Operation Tribute to Freedom

Faces From the Front for April 26, 2010 - 1st Lt. Jeffrey Moye

First Lieutenant Jeffrey Moye

Current Unit: 411th Civil Affairs Battalion
Current Position: Civil Affairs Team Leader
Component: Army Reserve
Current Location: Kenya
Hometown: Bogota, N.J.
Years of Service: 12

When April rolls around, 1st Lt. Jeffrey Moye, a certified public accountant (CPA) with the Internal Revenue Service, is usually inundated with work, spending hours of time auditing international tax issues. However, this April is far different, as Moye finds himself not behind a desk with calculator in hand, but out in Kenya helping the local population in the northeastern province.

As a civil affairs team leader, Moye and his Soldiers are responsible for bettering the lives of the Somali people in the region. Somali is the predominate ethnic group in this part of Kenya, and many of the people still have strong ties with the people of Somalia due to their shared ethnicity, religion and language. As Somalia's government is fragile, terrorist organizations have developed in the country. By assisting the people of Kenya, Moye and his Soldiers are working to ensure the people are not persuaded to empathize with Somalia's terrorist networks, which operate just outside of Kenya's borders. Moye's work prevents these terrorist organizations' destabilizing effects from reaching into Kenya's territory.

"By working with the people of the area, doing small projects, opening up dialogues and just having them meet Americans, we can help alleviate some of the problems which could cause these people to sympathize with or possibly work for a terrorist organization," Moye explained. "By interacting and working with the populace, we are trying to prevent future terror hotspots."

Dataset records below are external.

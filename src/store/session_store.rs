use std::fs;
use std::io::Write;
use std::path::{Path, PathBuf};

use anyhow::Result;
use chrono::Utc;
use log::{info, warn};

use crate::lesson::LessonInfo;
use crate::store::schema::{PlayingState, SessionBlob, SessionMeta};

/// Owns the persisted [`SessionBlob`] for the lifetime of the process.
pub struct SessionStore {
    path: PathBuf,
    blob: SessionBlob,
}

impl SessionStore {
    /// Open the session file, substituting (and writing) defaults when it is
    /// missing, unreadable, malformed or from another schema version.
    pub fn open(path: impl Into<PathBuf>) -> Self {
        let mut store = Self {
            path: path.into(),
            blob: SessionBlob::default(),
        };
        store.load();
        store
    }

    pub fn path(&self) -> &Path {
        &self.path
    }

    pub fn blob(&self) -> &SessionBlob {
        &self.blob
    }

    pub fn meta(&self) -> &SessionMeta {
        &self.blob.meta
    }

    pub fn playing(&self) -> Option<&PlayingState> {
        self.blob.playing.as_ref()
    }

    pub fn load(&mut self) -> &SessionBlob {
        self.blob = match self.read() {
            Ok(blob) if !blob.needs_reset() => blob,
            Ok(blob) => {
                warn!(
                    "session schema version {} is not supported, starting fresh",
                    blob.schema_version
                );
                self.reset()
            }
            Err(e) => {
                info!("no usable session at {}: {e}", self.path.display());
                self.reset()
            }
        };
        &self.blob
    }

    fn read(&self) -> Result<SessionBlob> {
        let content = fs::read_to_string(&self.path)?;
        Ok(serde_json::from_str(&content)?)
    }

    fn reset(&self) -> SessionBlob {
        let blob = SessionBlob::default();
        if let Err(e) = write_blob(&self.path, &blob) {
            warn!("could not write default session to {}: {e}", self.path.display());
        }
        blob
    }

    pub fn save(&self) -> Result<()> {
        write_blob(&self.path, &self.blob)
    }

    /// Pick up where the stored lesson left off, or start `info` from the top.
    ///
    /// Stored progress only resumes while it is short of both the stored and
    /// the freshly loaded total; a lesson that shrank below it starts over.
    pub fn start_or_resume(&mut self, info: &LessonInfo) -> PlayingState {
        let lesson = &info.lesson;
        let resumable = self
            .blob
            .playing
            .as_ref()
            .filter(|p| p.key == lesson.key && p.curr < p.total && p.curr < info.total);

        let playing = match resumable {
            Some(stored) => PlayingState {
                key: lesson.key.clone(),
                name: lesson.name.clone(),
                path: lesson.path.clone(),
                total: info.total,
                curr: stored.curr,
                correct: stored.correct,
                incorrect: stored.incorrect,
            },
            None => PlayingState {
                key: lesson.key.clone(),
                name: lesson.name.clone(),
                path: lesson.path.clone(),
                total: info.total,
                curr: 0,
                correct: 0,
                incorrect: 0,
            },
        };

        self.blob.meta.viewed.insert(lesson.key.clone());
        self.blob.playing = Some(playing.clone());
        playing
    }

    pub fn commit_progress(&mut self, playing: &PlayingState) -> Result<()> {
        if playing.is_complete() {
            self.blob.meta.completed.insert(playing.key.clone());
        }
        self.blob.meta.last_played = Some(Utc::now());
        self.blob.playing = Some(playing.clone());
        self.save()
    }

    pub fn record_answer(&mut self, correct: bool) {
        self.blob.meta.record_answer(correct);
    }
}

fn write_blob(path: &Path, blob: &SessionBlob) -> Result<()> {
    if let Some(parent) = path.parent() {
        if !parent.as_os_str().is_empty() {
            fs::create_dir_all(parent)?;
        }
    }
    let tmp_path = path.with_extension("tmp");

    let json = serde_json::to_string_pretty(blob)?;
    let mut file = fs::File::create(&tmp_path)?;
    file.write_all(json.as_bytes())?;
    file.sync_all()?;

    fs::rename(&tmp_path, path)?;
    Ok(())
}

#[cfg(test)]
mod tests {
    use super::*;
    use crate::lesson::Lesson;
    use crate::store::schema::SCHEMA_VERSION;
    use tempfile::TempDir;

    fn make_test_store() -> (TempDir, SessionStore) {
        let dir = TempDir::new().unwrap();
        let store = SessionStore::open(dir.path().join("session.json"));
        (dir, store)
    }

    fn info(key: &str, total: usize) -> LessonInfo {
        LessonInfo {
            lesson: Lesson {
                id: 0,
                name: format!("lesson {key}"),
                key: key.to_string(),
                topic_id: 0,
                path: PathBuf::from(format!("quest/{key}.json")),
            },
            total,
        }
    }

    #[test]
    fn test_fresh_store_writes_defaults() {
        let (_dir, store) = make_test_store();
        assert_eq!(store.blob(), &SessionBlob::default());

        let raw = fs::read_to_string(store.path()).unwrap();
        let on_disk: SessionBlob = serde_json::from_str(&raw).unwrap();
        assert_eq!(on_disk, SessionBlob::default());
        assert_eq!(on_disk.schema_version, SCHEMA_VERSION);
    }

    #[test]
    fn test_corrupt_file_falls_back_to_defaults() {
        let dir = TempDir::new().unwrap();
        let path = dir.path().join("session.json");
        fs::write(&path, "{ not json").unwrap();

        let store = SessionStore::open(&path);
        assert_eq!(store.blob(), &SessionBlob::default());
        let raw = fs::read_to_string(&path).unwrap();
        assert!(serde_json::from_str::<SessionBlob>(&raw).is_ok());
    }

    #[test]
    fn test_foreign_json_falls_back_to_defaults() {
        let dir = TempDir::new().unwrap();
        let path = dir.path().join("session.json");
        fs::write(&path, r#"{"working": null}"#).unwrap();

        let store = SessionStore::open(&path);
        assert_eq!(store.blob(), &SessionBlob::default());
    }

    #[test]
    fn test_stale_schema_version_falls_back_to_defaults() {
        let dir = TempDir::new().unwrap();
        let path = dir.path().join("session.json");
        let mut blob = SessionBlob::default();
        blob.schema_version = SCHEMA_VERSION + 1;
        blob.meta.score = 99;
        fs::write(&path, serde_json::to_string(&blob).unwrap()).unwrap();

        let store = SessionStore::open(&path);
        assert_eq!(store.meta().score, 0);
        assert!(!store.blob().needs_reset());
    }

    #[test]
    fn test_save_then_load_round_trips() {
        let (dir, mut store) = make_test_store();
        let mut playing = store.start_or_resume(&info("0_1", 4));
        playing.curr = 2;
        store.record_answer(true);
        store.record_answer(false);
        store.commit_progress(&playing).unwrap();

        let saved = store.blob().clone();
        let reopened = SessionStore::open(dir.path().join("session.json"));
        assert_eq!(reopened.blob(), &saved);
        assert!((reopened.meta().accuracy - 0.5).abs() < f64::EPSILON);
    }

    #[test]
    fn test_start_fresh_records_viewed() {
        let (_dir, mut store) = make_test_store();
        let playing = store.start_or_resume(&info("1_2", 5));

        assert_eq!(playing.curr, 0);
        assert_eq!(playing.total, 5);
        assert_eq!(playing.key, "1_2");
        assert!(store.meta().viewed.contains("1_2"));
        assert_eq!(store.playing(), Some(&playing));
    }

    #[test]
    fn test_resume_is_idempotent() {
        let (_dir, mut store) = make_test_store();
        let first = store.start_or_resume(&info("0_0", 3));
        let second = store.start_or_resume(&info("0_0", 3));
        assert_eq!(first, second);
        assert_eq!(store.meta().viewed.len(), 1);
    }

    #[test]
    fn test_resume_keeps_stored_progress() {
        let (_dir, mut store) = make_test_store();
        let mut playing = store.start_or_resume(&info("0_0", 3));
        playing.curr = 2;
        playing.correct = 2;
        store.commit_progress(&playing).unwrap();

        let resumed = store.start_or_resume(&info("0_0", 3));
        assert_eq!(resumed.curr, 2);
        assert_eq!(resumed.correct, 2);
    }

    #[test]
    fn test_shrunken_lesson_starts_over() {
        let (_dir, mut store) = make_test_store();
        let mut playing = store.start_or_resume(&info("0_0", 5));
        playing.curr = 4;
        playing.correct = 4;
        store.commit_progress(&playing).unwrap();

        let resumed = store.start_or_resume(&info("0_0", 2));
        assert_eq!(resumed.total, 2);
        assert_eq!(resumed.curr, 0);
        assert_eq!(resumed.correct, 0);
        assert!(!resumed.is_complete());
        assert!(!store.meta().completed.contains("0_0"));
    }

    #[test]
    fn test_resume_within_shrunken_lesson() {
        let (_dir, mut store) = make_test_store();
        let mut playing = store.start_or_resume(&info("0_0", 5));
        playing.curr = 1;
        store.commit_progress(&playing).unwrap();

        let resumed = store.start_or_resume(&info("0_0", 2));
        assert_eq!(resumed.curr, 1);
        assert_eq!(resumed.total, 2);
    }

    #[test]
    fn test_finished_lesson_restarts() {
        let (_dir, mut store) = make_test_store();
        let mut playing = store.start_or_resume(&info("0_0", 3));
        playing.curr = 3;
        store.commit_progress(&playing).unwrap();

        let again = store.start_or_resume(&info("0_0", 3));
        assert_eq!(again.curr, 0);
    }

    #[test]
    fn test_other_lesson_starts_fresh() {
        let (_dir, mut store) = make_test_store();
        let mut playing = store.start_or_resume(&info("0_0", 3));
        playing.curr = 1;
        store.commit_progress(&playing).unwrap();

        let other = store.start_or_resume(&info("0_1", 3));
        assert_eq!(other.curr, 0);
        assert_eq!(store.meta().viewed.len(), 2);
    }

    #[test]
    fn test_completion_is_monotonic() {
        let (dir, mut store) = make_test_store();
        let mut playing = store.start_or_resume(&info("2_0", 2));
        playing.curr = 2;
        store.commit_progress(&playing).unwrap();
        store.commit_progress(&playing).unwrap();
        assert_eq!(store.meta().completed.len(), 1);

        // Replaying and quitting early keeps the lesson completed.
        let mut replay = store.start_or_resume(&info("2_0", 2));
        replay.curr = 1;
        store.commit_progress(&replay).unwrap();

        let reopened = SessionStore::open(dir.path().join("session.json"));
        assert!(reopened.meta().completed.contains("2_0"));
        assert_eq!(reopened.meta().completed.len(), 1);
    }

    #[test]
    fn test_unfinished_commit_does_not_complete() {
        let (_dir, mut store) = make_test_store();
        let mut playing = store.start_or_resume(&info("0_0", 3));
        playing.curr = 2;
        store.commit_progress(&playing).unwrap();
        assert!(store.meta().completed.is_empty());
        assert!(store.meta().last_played.is_some());
    }

    #[test]
    fn test_no_tmp_file_left_after_save() {
        let (dir, store) = make_test_store();
        store.save().unwrap();
        let tmp_files: Vec<_> = fs::read_dir(dir.path())
            .unwrap()
            .filter_map(|e| e.ok())
            .filter(|e| e.path().extension().and_then(|x| x.to_str()) == Some("tmp"))
            .collect();
        assert!(tmp_files.is_empty(), "no residual .tmp files");
    }

    #[test]
    fn test_creates_missing_parent_directory() {
        let dir = TempDir::new().unwrap();
        let path = dir.path().join("nested").join("session.json");
        let store = SessionStore::open(&path);
        assert!(path.exists());
        assert_eq!(store.blob(), &SessionBlob::default());
    }
}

For the mission to be successful, Moye must coordinate with various organizations including the U.S. Embassy, the United States Agency for International Development, and a variety of non-governmental organizations.

"There is a lot of need to help the people of this area and various groups are answering that call. There is a need for my team to coordinate tasks to prevent duplication of effort," Moye said. "We have to speak with one voice so we have to work together."

Thus far, Moye and his Soldiers have worked on a wide array of projects, doing everything from building an incinerator for a local hospital, to doubling the classroom capacity of a local school and getting furniture for a new library. Moye's team also managed to get a U.S. charity to donate 10 sewing machines to a local women's organization.

In addition, Moye's Soldiers have taught a combat lifesaver (CLS) course to the Kenyan military. The CLS course prepares Soldiers to provide immediate first aid to any injured comrade, teaching them to quickly and effectively assess and address the problems caused by a combat wound. By providing Kenya's military with the first responder skills necessary to stabilize injured Soldiers until they can be seen by a medical professional, Moye and his Soldiers have helped them to save the lives of many of their military personnel.

While Moye's deployment has tested his ability to overcome various obstacles, he is proud of the work he and his Soldiers have accomplished and knows that it has made an impact on the people of Kenya.

"This deployment have been challenging in ways that I did not foresee," Moye said. "But I did not want something easy. It has been great in many ways."

Moye will return home to Bogota, N.J. this summer. He looks forward to spending time with his wife and meeting his baby son who was born during this deployment.

"I plan to kiss my wife and newborn son," Moye said. "Then I'm going to baby-proof the house."